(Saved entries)
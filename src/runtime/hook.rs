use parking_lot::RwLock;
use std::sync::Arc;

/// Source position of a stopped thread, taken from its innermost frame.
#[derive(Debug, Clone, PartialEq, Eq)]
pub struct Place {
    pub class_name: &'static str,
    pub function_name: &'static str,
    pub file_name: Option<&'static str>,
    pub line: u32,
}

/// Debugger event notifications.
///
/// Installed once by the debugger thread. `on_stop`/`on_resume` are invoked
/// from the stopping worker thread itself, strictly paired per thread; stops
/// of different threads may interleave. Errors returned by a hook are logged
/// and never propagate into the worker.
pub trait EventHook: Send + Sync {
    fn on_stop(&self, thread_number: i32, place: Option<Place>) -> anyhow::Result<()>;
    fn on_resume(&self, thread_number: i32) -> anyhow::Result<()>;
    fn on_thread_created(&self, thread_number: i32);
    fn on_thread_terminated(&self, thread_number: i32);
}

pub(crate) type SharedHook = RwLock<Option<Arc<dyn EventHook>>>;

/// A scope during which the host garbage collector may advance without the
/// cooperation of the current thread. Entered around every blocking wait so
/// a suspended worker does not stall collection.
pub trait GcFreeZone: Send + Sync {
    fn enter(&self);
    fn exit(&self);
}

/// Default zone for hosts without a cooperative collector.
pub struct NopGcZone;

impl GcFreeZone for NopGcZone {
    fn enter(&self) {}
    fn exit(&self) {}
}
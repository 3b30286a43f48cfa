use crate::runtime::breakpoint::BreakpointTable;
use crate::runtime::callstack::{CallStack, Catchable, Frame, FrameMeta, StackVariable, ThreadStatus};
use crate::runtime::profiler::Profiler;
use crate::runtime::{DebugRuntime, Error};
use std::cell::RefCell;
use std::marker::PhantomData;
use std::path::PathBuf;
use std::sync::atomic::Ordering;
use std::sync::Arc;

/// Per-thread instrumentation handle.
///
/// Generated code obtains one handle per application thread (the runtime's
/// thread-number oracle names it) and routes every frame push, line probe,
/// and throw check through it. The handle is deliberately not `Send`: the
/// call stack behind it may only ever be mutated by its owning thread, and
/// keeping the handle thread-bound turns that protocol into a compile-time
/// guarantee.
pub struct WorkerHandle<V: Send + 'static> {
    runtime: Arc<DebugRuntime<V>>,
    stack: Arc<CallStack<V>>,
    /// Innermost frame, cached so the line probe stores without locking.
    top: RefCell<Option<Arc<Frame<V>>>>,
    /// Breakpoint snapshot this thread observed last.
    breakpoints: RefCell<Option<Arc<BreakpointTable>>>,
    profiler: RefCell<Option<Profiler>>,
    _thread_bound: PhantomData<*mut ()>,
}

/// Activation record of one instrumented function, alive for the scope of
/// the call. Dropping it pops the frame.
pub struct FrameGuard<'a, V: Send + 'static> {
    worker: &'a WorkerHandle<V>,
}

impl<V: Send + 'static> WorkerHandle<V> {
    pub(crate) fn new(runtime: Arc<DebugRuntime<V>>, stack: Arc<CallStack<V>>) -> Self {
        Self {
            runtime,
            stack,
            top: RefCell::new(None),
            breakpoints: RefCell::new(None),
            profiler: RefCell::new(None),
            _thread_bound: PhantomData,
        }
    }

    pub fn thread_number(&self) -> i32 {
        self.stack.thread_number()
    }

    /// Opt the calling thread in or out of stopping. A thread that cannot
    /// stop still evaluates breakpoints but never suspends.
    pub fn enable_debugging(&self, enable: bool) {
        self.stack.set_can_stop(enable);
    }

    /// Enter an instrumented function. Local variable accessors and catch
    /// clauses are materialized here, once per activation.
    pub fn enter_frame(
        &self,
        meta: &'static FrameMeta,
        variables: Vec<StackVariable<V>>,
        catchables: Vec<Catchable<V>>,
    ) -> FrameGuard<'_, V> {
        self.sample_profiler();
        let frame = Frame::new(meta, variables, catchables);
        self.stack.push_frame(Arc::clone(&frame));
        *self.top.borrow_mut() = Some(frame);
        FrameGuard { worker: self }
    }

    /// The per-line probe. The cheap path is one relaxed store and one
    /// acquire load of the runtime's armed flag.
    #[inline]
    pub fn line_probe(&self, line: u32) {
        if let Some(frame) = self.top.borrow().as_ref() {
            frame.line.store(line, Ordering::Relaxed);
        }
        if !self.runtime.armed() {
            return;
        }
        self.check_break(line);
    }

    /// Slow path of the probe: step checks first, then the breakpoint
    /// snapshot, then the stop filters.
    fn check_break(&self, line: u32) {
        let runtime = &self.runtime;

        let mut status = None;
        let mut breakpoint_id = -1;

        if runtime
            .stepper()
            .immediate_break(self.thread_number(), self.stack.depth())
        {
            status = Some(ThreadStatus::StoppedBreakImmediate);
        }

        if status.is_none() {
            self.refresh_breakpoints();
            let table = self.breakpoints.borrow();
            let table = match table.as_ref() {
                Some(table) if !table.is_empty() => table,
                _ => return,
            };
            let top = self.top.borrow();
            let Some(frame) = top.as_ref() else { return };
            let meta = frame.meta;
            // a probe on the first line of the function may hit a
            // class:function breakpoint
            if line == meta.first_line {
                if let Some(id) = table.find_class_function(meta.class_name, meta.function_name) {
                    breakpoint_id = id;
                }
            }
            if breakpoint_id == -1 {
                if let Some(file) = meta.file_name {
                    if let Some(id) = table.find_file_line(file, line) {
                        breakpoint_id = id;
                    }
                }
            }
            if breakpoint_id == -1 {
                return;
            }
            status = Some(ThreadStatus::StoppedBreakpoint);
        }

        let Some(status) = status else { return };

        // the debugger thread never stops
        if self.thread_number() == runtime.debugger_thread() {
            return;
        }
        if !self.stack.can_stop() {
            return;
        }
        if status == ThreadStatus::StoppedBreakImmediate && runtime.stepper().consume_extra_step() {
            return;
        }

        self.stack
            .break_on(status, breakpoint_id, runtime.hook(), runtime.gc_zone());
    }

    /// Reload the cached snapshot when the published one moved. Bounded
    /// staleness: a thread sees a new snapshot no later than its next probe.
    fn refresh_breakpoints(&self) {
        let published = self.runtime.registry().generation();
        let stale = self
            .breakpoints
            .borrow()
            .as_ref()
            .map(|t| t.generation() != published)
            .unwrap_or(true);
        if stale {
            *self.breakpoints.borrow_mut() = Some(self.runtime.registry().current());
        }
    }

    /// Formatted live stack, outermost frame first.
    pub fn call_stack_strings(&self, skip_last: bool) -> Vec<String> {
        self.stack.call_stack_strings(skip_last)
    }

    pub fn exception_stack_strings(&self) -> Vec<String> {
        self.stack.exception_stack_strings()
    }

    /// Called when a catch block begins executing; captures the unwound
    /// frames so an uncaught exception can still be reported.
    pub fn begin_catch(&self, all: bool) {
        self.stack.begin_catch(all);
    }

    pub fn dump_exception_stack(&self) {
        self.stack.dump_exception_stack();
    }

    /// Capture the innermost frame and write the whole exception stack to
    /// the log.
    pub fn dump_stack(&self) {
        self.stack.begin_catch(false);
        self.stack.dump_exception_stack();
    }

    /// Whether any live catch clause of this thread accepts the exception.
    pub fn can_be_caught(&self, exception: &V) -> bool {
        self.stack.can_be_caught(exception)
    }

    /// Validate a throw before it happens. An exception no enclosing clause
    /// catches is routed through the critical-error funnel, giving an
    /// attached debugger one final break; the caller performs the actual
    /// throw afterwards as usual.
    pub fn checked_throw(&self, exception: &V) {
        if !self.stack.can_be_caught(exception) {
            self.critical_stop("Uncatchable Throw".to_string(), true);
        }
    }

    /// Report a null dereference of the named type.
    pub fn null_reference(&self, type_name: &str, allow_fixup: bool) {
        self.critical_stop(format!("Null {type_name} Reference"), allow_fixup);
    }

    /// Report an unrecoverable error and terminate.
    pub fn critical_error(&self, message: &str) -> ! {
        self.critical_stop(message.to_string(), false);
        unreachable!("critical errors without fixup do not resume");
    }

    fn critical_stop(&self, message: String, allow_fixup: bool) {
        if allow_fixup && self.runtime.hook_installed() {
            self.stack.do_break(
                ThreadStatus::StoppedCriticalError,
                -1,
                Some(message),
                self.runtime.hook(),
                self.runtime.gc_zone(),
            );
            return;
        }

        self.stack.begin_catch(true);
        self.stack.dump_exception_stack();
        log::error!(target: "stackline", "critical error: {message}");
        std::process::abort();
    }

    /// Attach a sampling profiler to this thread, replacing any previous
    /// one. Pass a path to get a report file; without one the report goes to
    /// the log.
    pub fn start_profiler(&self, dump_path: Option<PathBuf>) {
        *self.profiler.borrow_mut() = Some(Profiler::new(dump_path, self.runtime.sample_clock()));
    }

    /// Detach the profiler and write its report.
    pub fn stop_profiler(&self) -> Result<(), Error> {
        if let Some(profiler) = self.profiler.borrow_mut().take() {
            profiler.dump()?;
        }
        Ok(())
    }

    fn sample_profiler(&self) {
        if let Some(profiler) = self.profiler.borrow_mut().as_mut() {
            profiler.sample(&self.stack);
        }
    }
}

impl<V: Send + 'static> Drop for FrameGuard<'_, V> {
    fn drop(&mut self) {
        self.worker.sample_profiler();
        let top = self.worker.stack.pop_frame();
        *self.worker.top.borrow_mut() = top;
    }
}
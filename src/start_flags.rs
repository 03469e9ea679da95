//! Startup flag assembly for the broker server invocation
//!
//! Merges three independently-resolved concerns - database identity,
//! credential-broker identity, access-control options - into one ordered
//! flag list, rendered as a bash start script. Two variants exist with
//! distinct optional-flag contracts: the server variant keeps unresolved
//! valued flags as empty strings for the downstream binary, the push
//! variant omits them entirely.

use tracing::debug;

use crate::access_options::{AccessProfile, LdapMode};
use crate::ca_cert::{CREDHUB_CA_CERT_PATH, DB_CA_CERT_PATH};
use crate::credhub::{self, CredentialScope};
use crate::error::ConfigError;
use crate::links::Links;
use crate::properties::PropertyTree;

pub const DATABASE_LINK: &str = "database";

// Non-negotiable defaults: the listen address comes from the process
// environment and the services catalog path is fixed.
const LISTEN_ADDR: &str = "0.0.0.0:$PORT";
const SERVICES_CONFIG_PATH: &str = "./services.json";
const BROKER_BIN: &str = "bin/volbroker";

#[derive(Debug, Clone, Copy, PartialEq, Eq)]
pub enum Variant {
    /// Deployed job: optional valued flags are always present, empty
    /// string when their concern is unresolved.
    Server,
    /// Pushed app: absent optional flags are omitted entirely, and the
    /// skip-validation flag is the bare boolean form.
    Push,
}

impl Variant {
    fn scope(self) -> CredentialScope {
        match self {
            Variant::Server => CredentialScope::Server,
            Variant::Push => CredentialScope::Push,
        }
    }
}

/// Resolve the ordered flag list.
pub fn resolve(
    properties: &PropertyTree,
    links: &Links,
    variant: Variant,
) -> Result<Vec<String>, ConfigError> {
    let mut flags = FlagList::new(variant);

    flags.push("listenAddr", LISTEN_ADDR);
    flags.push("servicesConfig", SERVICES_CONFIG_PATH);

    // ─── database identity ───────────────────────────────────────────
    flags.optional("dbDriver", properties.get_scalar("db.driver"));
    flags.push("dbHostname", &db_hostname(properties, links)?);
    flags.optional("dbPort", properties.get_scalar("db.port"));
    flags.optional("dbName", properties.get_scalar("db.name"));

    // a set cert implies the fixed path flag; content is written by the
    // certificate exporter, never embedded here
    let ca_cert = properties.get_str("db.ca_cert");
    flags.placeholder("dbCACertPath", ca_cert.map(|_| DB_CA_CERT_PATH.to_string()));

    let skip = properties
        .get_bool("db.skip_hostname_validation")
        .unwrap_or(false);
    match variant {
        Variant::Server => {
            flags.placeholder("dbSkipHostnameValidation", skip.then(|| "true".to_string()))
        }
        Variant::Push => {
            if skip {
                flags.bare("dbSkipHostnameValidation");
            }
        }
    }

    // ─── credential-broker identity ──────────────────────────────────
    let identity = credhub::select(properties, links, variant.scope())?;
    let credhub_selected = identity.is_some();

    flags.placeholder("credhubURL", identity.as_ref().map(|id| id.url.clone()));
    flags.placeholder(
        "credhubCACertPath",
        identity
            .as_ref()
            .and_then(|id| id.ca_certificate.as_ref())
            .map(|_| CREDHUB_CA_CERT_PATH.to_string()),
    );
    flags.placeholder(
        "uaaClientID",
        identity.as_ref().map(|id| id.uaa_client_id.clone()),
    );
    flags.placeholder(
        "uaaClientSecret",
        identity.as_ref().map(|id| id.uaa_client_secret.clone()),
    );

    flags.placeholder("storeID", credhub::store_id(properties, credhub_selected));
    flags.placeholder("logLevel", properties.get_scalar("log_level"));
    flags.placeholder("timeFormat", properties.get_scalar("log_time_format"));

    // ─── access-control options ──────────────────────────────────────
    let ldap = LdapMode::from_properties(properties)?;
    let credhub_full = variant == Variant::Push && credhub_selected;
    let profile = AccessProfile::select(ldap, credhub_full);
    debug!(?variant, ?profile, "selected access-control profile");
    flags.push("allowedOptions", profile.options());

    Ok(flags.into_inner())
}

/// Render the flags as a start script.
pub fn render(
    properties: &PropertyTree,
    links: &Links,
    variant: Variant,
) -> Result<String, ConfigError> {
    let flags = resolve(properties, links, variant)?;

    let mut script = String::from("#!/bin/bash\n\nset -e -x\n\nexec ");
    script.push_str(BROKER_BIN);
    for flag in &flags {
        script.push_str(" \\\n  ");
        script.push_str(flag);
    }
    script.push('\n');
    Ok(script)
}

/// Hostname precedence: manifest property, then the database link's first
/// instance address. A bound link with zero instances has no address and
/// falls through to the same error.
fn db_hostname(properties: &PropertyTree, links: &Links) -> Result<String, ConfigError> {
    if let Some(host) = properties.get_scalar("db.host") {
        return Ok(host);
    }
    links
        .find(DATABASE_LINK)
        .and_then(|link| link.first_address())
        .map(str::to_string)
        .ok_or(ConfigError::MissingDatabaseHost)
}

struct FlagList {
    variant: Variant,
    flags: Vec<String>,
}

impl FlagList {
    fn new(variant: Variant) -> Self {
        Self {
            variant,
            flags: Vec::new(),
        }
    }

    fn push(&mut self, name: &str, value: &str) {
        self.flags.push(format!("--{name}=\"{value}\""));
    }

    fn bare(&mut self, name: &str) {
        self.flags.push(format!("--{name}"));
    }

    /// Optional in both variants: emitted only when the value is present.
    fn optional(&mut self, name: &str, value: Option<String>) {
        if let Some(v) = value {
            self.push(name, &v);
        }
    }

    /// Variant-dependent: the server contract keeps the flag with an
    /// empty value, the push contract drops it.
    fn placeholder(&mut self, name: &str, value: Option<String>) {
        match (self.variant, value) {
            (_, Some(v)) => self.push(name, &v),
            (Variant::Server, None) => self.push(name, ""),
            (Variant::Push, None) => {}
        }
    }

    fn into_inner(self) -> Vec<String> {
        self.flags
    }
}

◆ **Task item**: Which lines of the records above contain the word "instrumented"? Show each of them.

◆ **Written reply**:
/// Activation record of one instrumented function, alive for the scope of
    /// Enter an instrumented function. Local variable accessors and catch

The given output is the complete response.